* **Assignment**
Below are entries. Copy exactly the lines running from the line that holds "axum server bound" to the line that holds "for a test.", with both ends included.

* **Input**
************
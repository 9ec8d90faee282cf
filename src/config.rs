// SPDX-License-Identifier: AGPL-3.0-or-later
//
// Copyright (C) 2026 Relational Network

//! # Runtime Configuration
//!
//! This module defines environment variable names, default values and the
//! typed configuration loaded from the environment at startup.
//!
//! ## Environment Variables
//!
//! | Variable | Description | Default |
//! |----------|-------------|---------|
//! | `HOST` | Server bind IP (IPv4 or IPv6) | `0.0.0.0` |
//! | `PORT` | Server bind port | `8080` |
//! | `STORAGE_BACKEND` | `azure`, `local` or `memory` | `azure` |
//! | `STORAGE_CONNECTION_STRING` | Azure Storage connection string | Required for `azure` |
//! | `STORAGE_CONTAINER` | Container (bucket) holding all user files | `student-files` |
//! | `STORAGE_LOCAL_ROOT` | Parent directory of the container for `local` | `./data` |
//! | `AUTH_JWT_SECRET` | HMAC secret used to verify bearer tokens | Required for production |
//! | `AUTH_JWT_ISSUER` | Expected JWT issuer claim | Optional |
//! | `LOG_FORMAT` | Logging format (`json` or `pretty`) | `pretty` |
//! | `RUST_LOG` | Log level filter | `info,tower_http=debug` |

use std::collections::HashMap;
use std::env;
use std::net::{IpAddr, SocketAddr};
use std::path::PathBuf;
use std::str::FromStr;

use thiserror::Error;

pub const HOST_ENV: &str = "HOST";
pub const PORT_ENV: &str = "PORT";
pub const STORAGE_BACKEND_ENV: &str = "STORAGE_BACKEND";
pub const STORAGE_CONNECTION_STRING_ENV: &str = "STORAGE_CONNECTION_STRING";
pub const STORAGE_CONTAINER_ENV: &str = "STORAGE_CONTAINER";
pub const STORAGE_LOCAL_ROOT_ENV: &str = "STORAGE_LOCAL_ROOT";
pub const AUTH_JWT_SECRET_ENV: &str = "AUTH_JWT_SECRET";
pub const AUTH_JWT_ISSUER_ENV: &str = "AUTH_JWT_ISSUER";
pub const LOG_FORMAT_ENV: &str = "LOG_FORMAT";

pub const DEFAULT_HOST: &str = "0.0.0.0";
pub const DEFAULT_PORT: u16 = 8080;
pub const DEFAULT_CONTAINER: &str = "student-files";
pub const DEFAULT_LOCAL_ROOT: &str = "./data";
pub const DEFAULT_LOG_FILTER: &str = "info,tower_http=debug";

/// Configuration errors, reported before the server starts.
#[derive(Debug, Error)]
pub enum ConfigError {
    #[error("{0} is required")]
    Missing(&'static str),
    #[error("invalid value for {name}: {reason}")]
    Invalid { name: &'static str, reason: String },
}

/// Which object store implementation backs the service.
#[derive(Debug, Clone, Copy, PartialEq, Eq)]
pub enum StorageBackend {
    /// Azure Blob Storage.
    Azure,
    /// A directory on the local filesystem.
    Local,
    /// Process memory; contents vanish on restart.
    Memory,
}

impl FromStr for StorageBackend {
    type Err = ConfigError;

    fn from_str(s: &str) -> Result<Self, Self::Err> {
        match s.trim().to_lowercase().as_str() {
            "azure" => Ok(StorageBackend::Azure),
            "local" => Ok(StorageBackend::Local),
            "memory" => Ok(StorageBackend::Memory),
            other => Err(ConfigError::Invalid {
                name: STORAGE_BACKEND_ENV,
                reason: format!("unknown backend '{other}' (expected azure, local or memory)"),
            }),
        }
    }
}

/// Parsed Azure Storage connection string.
///
/// Only the keys the blob client needs are kept; others (`QueueEndpoint`,
/// `EndpointSuffix`, ...) are ignored.
#[derive(Debug, Clone, Default, PartialEq, Eq)]
pub struct AzureConnectionString {
    pub account_name: Option<String>,
    pub account_key: Option<String>,
    pub blob_endpoint: Option<String>,
    pub shared_access_signature: Option<String>,
    pub use_development_storage: bool,
}

impl AzureConnectionString {
    /// Parse `Key=Value;Key=Value` pairs. Values may themselves contain `=`.
    pub fn parse(raw: &str) -> Result<Self, ConfigError> {
        let pairs: HashMap<String, String> = raw
            .split(';')
            .map(str::trim)
            .filter(|part| !part.is_empty())
            .map(|part| {
                part.split_once('=')
                    .map(|(k, v)| (k.trim().to_string(), v.trim().to_string()))
                    .ok_or_else(|| ConfigError::Invalid {
                        name: STORAGE_CONNECTION_STRING_ENV,
                        reason: format!("segment '{part}' is not Key=Value"),
                    })
            })
            .collect::<Result<_, _>>()?;

        let parsed = Self {
            account_name: pairs.get("AccountName").cloned(),
            account_key: pairs.get("AccountKey").cloned(),
            blob_endpoint: pairs.get("BlobEndpoint").cloned(),
            shared_access_signature: pairs.get("SharedAccessSignature").cloned(),
            use_development_storage: pairs
                .get("UseDevelopmentStorage")
                .is_some_and(|v| v.eq_ignore_ascii_case("true")),
        };

        if let Some(endpoint) = &parsed.blob_endpoint {
            url::Url::parse(endpoint).map_err(|e| ConfigError::Invalid {
                name: STORAGE_CONNECTION_STRING_ENV,
                reason: format!("BlobEndpoint: {e}"),
            })?;
        }

        if !parsed.use_development_storage && parsed.account_name.is_none() {
            return Err(ConfigError::Invalid {
                name: STORAGE_CONNECTION_STRING_ENV,
                reason: "AccountName is required".to_string(),
            });
        }
        if !parsed.use_development_storage
            && parsed.account_key.is_none()
            && parsed.shared_access_signature.is_none()
        {
            return Err(ConfigError::Invalid {
                name: STORAGE_CONNECTION_STRING_ENV,
                reason: "AccountKey or SharedAccessSignature is required".to_string(),
            });
        }

        Ok(parsed)
    }

    /// SAS token as query pairs.
    pub fn sas_pairs(&self) -> Option<Vec<(String, String)>> {
        self.shared_access_signature.as_ref().map(|sas| {
            url::form_urlencoded::parse(sas.trim_start_matches('?').as_bytes())
                .into_owned()
                .collect()
        })
    }
}

/// Object store settings.
#[derive(Debug, Clone)]
pub struct StorageConfig {
    pub backend: StorageBackend,
    pub container: String,
    pub local_root: PathBuf,
    pub azure: Option<AzureConnectionString>,
}

impl StorageConfig {
    /// In-memory storage, for tests and demos.
    pub fn memory() -> Self {
        Self {
            backend: StorageBackend::Memory,
            container: DEFAULT_CONTAINER.to_string(),
            local_root: PathBuf::from(DEFAULT_LOCAL_ROOT),
            azure: None,
        }
    }
}

/// Bearer token verification settings.
#[derive(Debug, Clone, Default)]
pub struct AuthSettings {
    pub jwt_secret: Option<String>,
    pub issuer: Option<String>,
}

/// Log output format.
#[derive(Debug, Clone, Copy, PartialEq, Eq, Default)]
pub enum LogFormat {
    Json,
    #[default]
    Pretty,
}

/// Complete service configuration.
#[derive(Debug, Clone)]
pub struct AppConfig {
    pub bind_addr: SocketAddr,
    pub storage: StorageConfig,
    pub auth: AuthSettings,
    pub log_format: LogFormat,
}

impl AppConfig {
    /// Load configuration from the process environment.
    pub fn from_env() -> Result<Self, ConfigError> {
        Self::from_lookup(|name| env::var(name).ok())
    }

    /// Load configuration from an arbitrary variable source.
    pub fn from_lookup(lookup: impl Fn(&str) -> Option<String>) -> Result<Self, ConfigError> {
        let get = |name: &str| lookup(name).filter(|v| !v.trim().is_empty());

        let host = get(HOST_ENV).unwrap_or_else(|| DEFAULT_HOST.to_string());
        let port = match get(PORT_ENV) {
            Some(port) => port.parse::<u16>().map_err(|e| ConfigError::Invalid {
                name: PORT_ENV,
                reason: e.to_string(),
            })?,
            None => DEFAULT_PORT,
        };
        // Bare IP literal, so IPv6 hosts like `::` need no brackets
        let ip = host.parse::<IpAddr>().map_err(|e| ConfigError::Invalid {
            name: HOST_ENV,
            reason: e.to_string(),
        })?;
        let bind_addr = SocketAddr::new(ip, port);

        let backend = match get(STORAGE_BACKEND_ENV) {
            Some(value) => value.parse()?,
            None => StorageBackend::Azure,
        };
        let azure = match get(STORAGE_CONNECTION_STRING_ENV) {
            Some(raw) => Some(AzureConnectionString::parse(&raw)?),
            None if backend == StorageBackend::Azure => {
                return Err(ConfigError::Missing(STORAGE_CONNECTION_STRING_ENV))
            }
            None => None,
        };

        let storage = StorageConfig {
            backend,
            container: get(STORAGE_CONTAINER_ENV).unwrap_or_else(|| DEFAULT_CONTAINER.to_string()),
            local_root: PathBuf::from(
                get(STORAGE_LOCAL_ROOT_ENV).unwrap_or_else(|| DEFAULT_LOCAL_ROOT.to_string()),
            ),
            azure,
        };

        let auth = AuthSettings {
            jwt_secret: get(AUTH_JWT_SECRET_ENV),
            issuer: get(AUTH_JWT_ISSUER_ENV),
        };

        let log_format = match get(LOG_FORMAT_ENV).as_deref() {
            Some("json") => LogFormat::Json,
            _ => LogFormat::Pretty,
        };

        Ok(Self {
            bind_addr,
            storage,
            auth,
            log_format,
        })
    }
}
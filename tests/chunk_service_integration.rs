//! End-to-end exercise of the chunk service HTTP surface: a real
//! axum server bound to a loopback port, driven with `reqwest`, the
//! same way the upload/download coordinators talk to it in
//! production.

use hexstore::chunk_service::{router, ChunkServerState};
use sha2::{Digest, Sha256};
use std::path::PathBuf;
use uuid::Uuid;

async fn spawn_server() -> (String, PathBuf, tokio::task::JoinHandle<()>) {
    let dir = tempfile::tempdir().unwrap();
    let data_dir = dir.path().to_path_buf();
    let state = ChunkServerState {
        data_dir: data_dir.clone(),
    };
    let app = router(state);
    let listener = tokio::net::TcpListener::bind("127.0.0.1:0").await.unwrap();
    let addr = listener.local_addr().unwrap();
    let handle = tokio::spawn(async move {
        axum::serve(listener, app).await.unwrap();
    });
    // keep the tempdir alive for the server's lifetime by leaking it;
    // the OS reclaims it on process exit, which is fine for a test.
    std::mem::forget(dir);
    (addr.to_string(), data_dir, handle)
}

fn chunk_path(data_dir: &std::path::Path, chunk_id: Uuid) -> PathBuf {
    let id = chunk_id.simple().to_string();
    data_dir.join("chunks").join(&id[0..2]).join(&id)
}

#[tokio::test]
async fn put_get_delete_round_trip() {
    let (addr, _data_dir, _handle) = spawn_server().await;
    let client = reqwest::Client::new();
    let chunk_id = Uuid::new_v4();
    let data = b"the quick brown fox jumps over the lazy dog".to_vec();
    let checksum = hex::encode(Sha256::digest(&data));

    let put_resp = client
        .put(format!("http://{addr}/chunks/{chunk_id}?checksum={checksum}"))
        .body(data.clone())
        .send()
        .await
        .unwrap();
    assert!(put_resp.status().is_success());

    let get_resp = client
        .get(format!("http://{addr}/chunks/{chunk_id}"))
        .send()
        .await
        .unwrap();
    assert!(get_resp.status().is_success());
    let body = get_resp.bytes().await.unwrap();
    assert_eq!(body.to_vec(), data);

    let delete_resp = client
        .delete(format!("http://{addr}/chunks/{chunk_id}"))
        .send()
        .await
        .unwrap();
    assert!(delete_resp.status().is_success());

    let get_after_delete = client
        .get(format!("http://{addr}/chunks/{chunk_id}"))
        .send()
        .await
        .unwrap();
    assert_eq!(get_after_delete.status(), reqwest::StatusCode::NOT_FOUND);
}

#[tokio::test]
async fn put_with_wrong_checksum_is_rejected() {
    let (addr, _data_dir, _handle) = spawn_server().await;
    let client = reqwest::Client::new();
    let chunk_id = Uuid::new_v4();

    let put_resp = client
        .put(format!("http://{addr}/chunks/{chunk_id}?checksum=deadbeef"))
        .body(b"mismatched".to_vec())
        .send()
        .await
        .unwrap();
    assert_eq!(put_resp.status(), reqwest::StatusCode::INTERNAL_SERVER_ERROR);

    let get_resp = client
        .get(format!("http://{addr}/chunks/{chunk_id}"))
        .send()
        .await
        .unwrap();
    assert_eq!(get_resp.status(), reqwest::StatusCode::NOT_FOUND);
}

#[tokio::test]
async fn health_reports_on_empty_data_dir() {
    let (addr, _data_dir, _handle) = spawn_server().await;
    let client = reqwest::Client::new();

    let resp = client.get(format!("http://{addr}/health")).send().await.unwrap();
    assert!(resp.status().is_success());
    let body: serde_json::Value = resp.json().await.unwrap();
    assert_eq!(body["status"], "healthy");
}

#[tokio::test]
async fn get_after_on_disk_corruption_returns_data_loss() {
    let (addr, data_dir, _handle) = spawn_server().await;
    let client = reqwest::Client::new();
    let chunk_id = Uuid::new_v4();
    let data = b"the quick brown fox jumps over the lazy dog".to_vec();
    let checksum = hex::encode(Sha256::digest(&data));

    let put_resp = client
        .put(format!("http://{addr}/chunks/{chunk_id}?checksum={checksum}"))
        .body(data.clone())
        .send()
        .await
        .unwrap();
    assert!(put_resp.status().is_success());

    // Flip a byte directly on disk, bypassing the write path entirely,
    // to simulate silent storage-layer corruption.
    let path = chunk_path(&data_dir, chunk_id);
    let mut bytes = tokio::fs::read(&path).await.unwrap();
    bytes[0] ^= 0xFF;
    tokio::fs::write(&path, &bytes).await.unwrap();

    let get_resp = client
        .get(format!("http://{addr}/chunks/{chunk_id}"))
        .send()
        .await
        .unwrap();
    assert_eq!(get_resp.status(), reqwest::StatusCode::INTERNAL_SERVER_ERROR);
    let body: serde_json::Value = get_resp.json().await.unwrap();
    assert_eq!(body["error"], "data_loss");
}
************
* **Exercise solution**
//! axum server bound to a loopback port, driven with `reqwest`, the
//! same way the upload/download coordinators talk to it in
//! production.

use hexstore::chunk_service::{router, ChunkServerState};
use sha2::{Digest, Sha256};
use std::path::PathBuf;
use uuid::Uuid;

async fn spawn_server() -> (String, PathBuf, tokio::task::JoinHandle<()>) {
    let dir = tempfile::tempdir().unwrap();
    let data_dir = dir.path().to_path_buf();
    let state = ChunkServerState {
        data_dir: data_dir.clone(),
    };
    let app = router(state);
    let listener = tokio::net::TcpListener::bind("127.0.0.1:0").await.unwrap();
    let addr = listener.local_addr().unwrap();
    let handle = tokio::spawn(async move {
        axum::serve(listener, app).await.unwrap();
    });
    // keep the tempdir alive for the server's lifetime by leaking it;
    // the OS reclaims it on process exit, which is fine for a test.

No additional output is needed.